If there is a promote file in PGDATA when a standby starts up,
promotion will be triggered.

> The master itself previously was a standby server. The promotion was done
> using pg_ctl promote. Analysis of our logs show that we sent pg_ctl promote
> twice to this cluster, this also is reflected in the server log,
> "server promoting" shows up twice.

In this case promotion is triggered by CheckForStandbyTrigger(), where
the promote file is unlinked.

> Some testing shows us that in some cases, when pg_ctl promote is called
> multiple
> times, a promote file is left in the PGDATA directory, even though the
> cluster
> has been succesfully promoted and is accepting read/write queries.

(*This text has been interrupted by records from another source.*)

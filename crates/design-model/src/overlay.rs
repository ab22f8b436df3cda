//! Text overlays drawn above the card background.

use serde::{Deserialize, Serialize};

use crate::color::ColorValue;

/// One positioned, styled text element.
#[derive(Debug, Clone, PartialEq, Serialize, Deserialize)]
#[serde(rename_all = "camelCase")]
pub struct TextOverlay {
    /// Text content, rendered on a single line.
    pub text: String,

    /// Center of the text as percentages of the card size. Values outside
    /// `[0, 100]` are allowed and place the text (partly) off-canvas.
    pub position: OverlayPosition,

    /// Font size in logical pixels.
    pub font_size: f64,

    /// CSS font weight.
    #[serde(default)]
    pub font_weight: FontWeight,

    /// Font family key, resolved by the font book.
    #[serde(default = "default_font_family")]
    pub font_family: String,

    /// Fill color.
    pub color: ColorValue,

    /// Opacity `[0.0, 1.0]`.
    #[serde(default = "default_opacity")]
    pub opacity: f64,

    /// Writing direction.
    #[serde(default)]
    pub orientation: Orientation,

    /// Optional drop shadow.
    #[serde(default, alias = "textShadow")]
    pub shadow: TextShadow,

    /// Hidden overlays contribute nothing to the export.
    #[serde(default = "default_visible", alias = "isVisible")]
    pub visible: bool,
}

fn default_font_family() -> String {
    "sans".to_string()
}

fn default_opacity() -> f64 {
    1.0
}

fn default_visible() -> bool {
    true
}

/// Overlay center in percent of the card's width and height.
#[derive(Debug, Clone, Copy, PartialEq, Serialize, Deserialize)]
pub struct OverlayPosition {
    pub x: f64,
    pub y: f64,
}

impl OverlayPosition {
    pub fn new(x: f64, y: f64) -> Self {
        Self { x, y }
    }

    /// Absolute center in the coordinate space of a `width` x `height` surface.
    pub fn to_absolute(&self, width: f64, height: f64) -> (f64, f64) {
        (self.x / 100.0 * width, self.y / 100.0 * height)
    }
}

/// Text writing direction.
#[derive(Debug, Clone, Copy, PartialEq, Eq, Hash, Serialize, Deserialize, Default)]
#[serde(rename_all = "lowercase")]
pub enum Orientation {
    #[default]
    Horizontal,
    /// Top-to-bottom lines, glyphs turned clockwise (`vertical-rl`).
    Vertical,
}

/// Text drop shadow.
#[derive(Debug, Clone, PartialEq, Serialize, Deserialize)]
#[serde(default, rename_all = "camelCase")]
pub struct TextShadow {
    pub enabled: bool,
    pub offset_x: f64,
    pub offset_y: f64,
    /// Blur radius in logical pixels.
    pub blur: f64,
    pub color: ColorValue,
}

impl Default for TextShadow {
    fn default() -> Self {
        Self {
            enabled: false,
            offset_x: 2.0,
            offset_y: 2.0,
            blur: 4.0,
            color: ColorValue::device(0, 0, 0, 128),
        }
    }
}

/// CSS font weight (100-900). Accepts numbers, numeric strings, and the
/// `normal`/`bold` keywords when deserializing.
#[derive(Debug, Clone, Copy, PartialEq, Eq, Hash, PartialOrd, Ord, Serialize, Deserialize)]
#[serde(try_from = "FontWeightRepr", into = "u16")]
pub struct FontWeight(pub u16);

impl FontWeight {
    pub const NORMAL: FontWeight = FontWeight(400);
    pub const BOLD: FontWeight = FontWeight(700);

    pub fn is_bold(&self) -> bool {
        self.0 >= 600
    }
}

impl Default for FontWeight {
    fn default() -> Self {
        Self::NORMAL
    }
}

impl From<FontWeight> for u16 {
    fn from(value: FontWeight) -> Self {
        value.0
    }
}

#[derive(Deserialize)]
#[serde(untagged)]
enum FontWeightRepr {
    Number(f64),
    Text(String),
}

impl TryFrom<FontWeightRepr> for FontWeight {
    type Error = String;

    fn try_from(value: FontWeightRepr) -> Result<Self, Self::Error> {
        let numeric = match value {
            FontWeightRepr::Number(n) => n,
            FontWeightRepr::Text(text) => match text.trim() {
                "normal" => 400.0,
                "bold" => 700.0,
                "lighter" => 300.0,
                "bolder" => 800.0,
                other => other
                    .parse::<f64>()
                    .map_err(|_| format!("invalid font weight: {other}"))?,
            },
        };
        if !numeric.is_finite() {
            return Err("font weight must be finite".to_string());
        }
        Ok(FontWeight(numeric.clamp(1.0, 1000.0).round() as u16))
    }
}

impl TextOverlay {
    /// A visible horizontal overlay with default styling.
    pub fn new(text: impl Into<String>, x: f64, y: f64, font_size: f64, color: ColorValue) -> Self {
        Self {
            text: text.into(),
            position: OverlayPosition::new(x, y),
            font_size,
            font_weight: FontWeight::NORMAL,
            font_family: default_font_family(),
            color,
            opacity: 1.0,
            orientation: Orientation::Horizontal,
            shadow: TextShadow::default(),
            visible: true,
        }
    }

    /// Whether this overlay would put any pixel on a surface.
    pub fn contributes(&self) -> bool {
        self.visible
            && !self.text.trim().is_empty()
            && self.font_size.is_finite()
            && self.font_size > 0.0
            && self.effective_opacity() > 0.0
    }

    /// Clamped opacity.
    pub fn effective_opacity(&self) -> f64 {
        if self.opacity.is_finite() {
            self.opacity.clamp(0.0, 1.0)
        } else {
            1.0
        }
    }
}

#[cfg(test)]
mod tests {
    use super::*;

    #[test]
    fn test_deserialize_store_snapshot_shape() {
        let json = r#"{
            "text": "Hello",
            "position": { "x": 50, "y": 20 },
            "fontSize": 48,
            "fontWeight": "bold",
            "fontFamily": "inter",
            "color": "oklch(0.985 0 0)",
            "opacity": 0.9,
            "orientation": "vertical",
            "textShadow": { "enabled": true, "offsetX": 1, "offsetY": 3, "blur": 6, "color": "rgba(0,0,0,0.5)" },
            "isVisible": true
        }"#;
        let overlay: TextOverlay = serde_json::from_str(json).unwrap();
        assert_eq!(overlay.font_weight, FontWeight::BOLD);
        assert_eq!(overlay.orientation, Orientation::Vertical);
        assert!(overlay.color.is_perceptual());
        assert!(overlay.shadow.enabled);
        assert_eq!(overlay.shadow.offset_y, 3.0);
        assert!(overlay.visible);
    }

    #[test]
    fn test_font_weight_forms() {
        let w: FontWeight = serde_json::from_str("600").unwrap();
        assert_eq!(w, FontWeight(600));
        let w: FontWeight = serde_json::from_str("\"300\"").unwrap();
        assert_eq!(w, FontWeight(300));
        assert!(serde_json::from_str::<FontWeight>("\"heavy-ish\"").is_err());
        assert_eq!(serde_json::to_string(&FontWeight::BOLD).unwrap(), "700");
    }

    #[test]
    fn test_position_is_not_clamped() {
        let pos = OverlayPosition::new(-10.0, 150.0);
        let (x, y) = pos.to_absolute(200.0, 100.0);
        assert_eq!(x, -20.0);
        assert_eq!(y, 150.0);
    }

    #[test]
    fn test_hidden_or_empty_overlays_do_not_contribute() {
        let mut overlay = TextOverlay::new("Hi", 50.0, 50.0, 20.0, ColorValue::parse("black"));
        assert!(overlay.contributes());
        overlay.visible = false;
        assert!(!overlay.contributes());
        overlay.visible = true;
        overlay.text = "   ".to_string();
        assert!(!overlay.contributes());
        overlay.text = "Hi".to_string();
        overlay.opacity = 0.0;
        assert!(!overlay.contributes());
    }
}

This is not surprising, pg_ctl bases its analysis that a node needs to
be promoted if recovery.conf exists or not, and there is an interval
of time between which recovery.conf is removed and the promotion is
actually triggered, so you can create a promote file even after even
sending SIGUSR1 to the standby's postmaster

> We will try to workaround this issue by ensuring we do not send multiple
> promote request using pg_ctl to the same cluster.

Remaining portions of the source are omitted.